Number of clicks: That is, number of unique cookies to click the "Start free trial" button (which happens before the free trial screener is trigger). (dmin=240) This is an invariant metric as there is no change until the "Start free trial" button is clicked.

Click-through-probability: That is, number of unique cookies to click the "Start free trial" button divided by number of unique cookies to view the course overview page. (dmin=0.01) This is also an invariant metric as there should be no change in the number of unique cookies visiting the page and the number of unique cookies that click the "Start free trial" button.

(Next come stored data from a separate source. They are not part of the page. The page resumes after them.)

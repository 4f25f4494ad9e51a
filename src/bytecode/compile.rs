use std::collections::{HashMap, HashSet};

use crate::{
    bytecode::{
        compile_error::CompileError,
        ir::{Constant, FunctionDesc, PLACEHOLDER, ProgramBc, ScopeKind, ScopeLayout},
        op::Opcode,
    },
    lang::{
        node::{BinaryOp, Expr, Literal, Stmt, UnaryOp},
        program::Program,
    },
};

/// Compile-time view of a host external: its name and argument count.
#[derive(Debug, Clone, PartialEq, Eq)]
pub struct ExternalSig {
    pub name: String,
    pub arity: usize,
}

impl ExternalSig {
    pub fn new(name: impl Into<String>, arity: usize) -> Self {
        Self {
            name: name.into(),
            arity,
        }
    }
}

/// One open lexical scope.
struct Scope {
    /// Index into `ProgramBc::scopes`; the layout's names are the slots.
    layout: usize,
    /// Slots bound by `define f = fun ...`, mapped to the function id.
    functions: HashMap<usize, usize>,
}

impl Scope {
    fn new(layout: usize) -> Self {
        Self {
            layout,
            functions: HashMap::new(),
        }
    }
}

/// Per-body compilation state. A function body gets a fresh context that
/// holds only its parameter scope.
struct Context {
    scopes: Vec<Scope>,
    function: Option<usize>,
}

/// Jump sites of the innermost enclosing `while`.
struct LoopJumps {
    /// Number of open scopes when the loop started.
    depth: usize,
    breaks: Vec<usize>,
    continues: Vec<usize>,
}

enum Resolved {
    Local {
        depth: usize,
        slot: usize,
        function: Option<usize>,
    },
    Function(usize),
    External(usize),
}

Gross conversion: That is, number of user-ids to complete checkout and enroll in the free trial divided by number of unique cookies to click the "Start free trial" button. (dmin= 0.01) This can be an evaluation metric, though I am not entirely sure which direction the metric will change. The denominator or the number of unique cookies to click the "Start free trial" button will decrease but the numerator will also decrease.

Retention: That is, number of user-ids to remain enrolled past the 14-day boundary (and thus make at least one payment) divided by number of user-ids to complete checkout. (dmin=0.01) This can be an evaluation metric, the retention rate should increase as users who select free trial are aware of the time commitment. The denominator will decrease while numerator increase.

Net conversion: That is, number of user-ids to remain enrolled past the 14-day boundary (and thus make at least one payment) divided by the number of unique cookies to click the "Start free trial" button. (dmin= 0.0075) This can also be an evaluation metric, the net conversion should increase as the numerator increases while denominator remains the same.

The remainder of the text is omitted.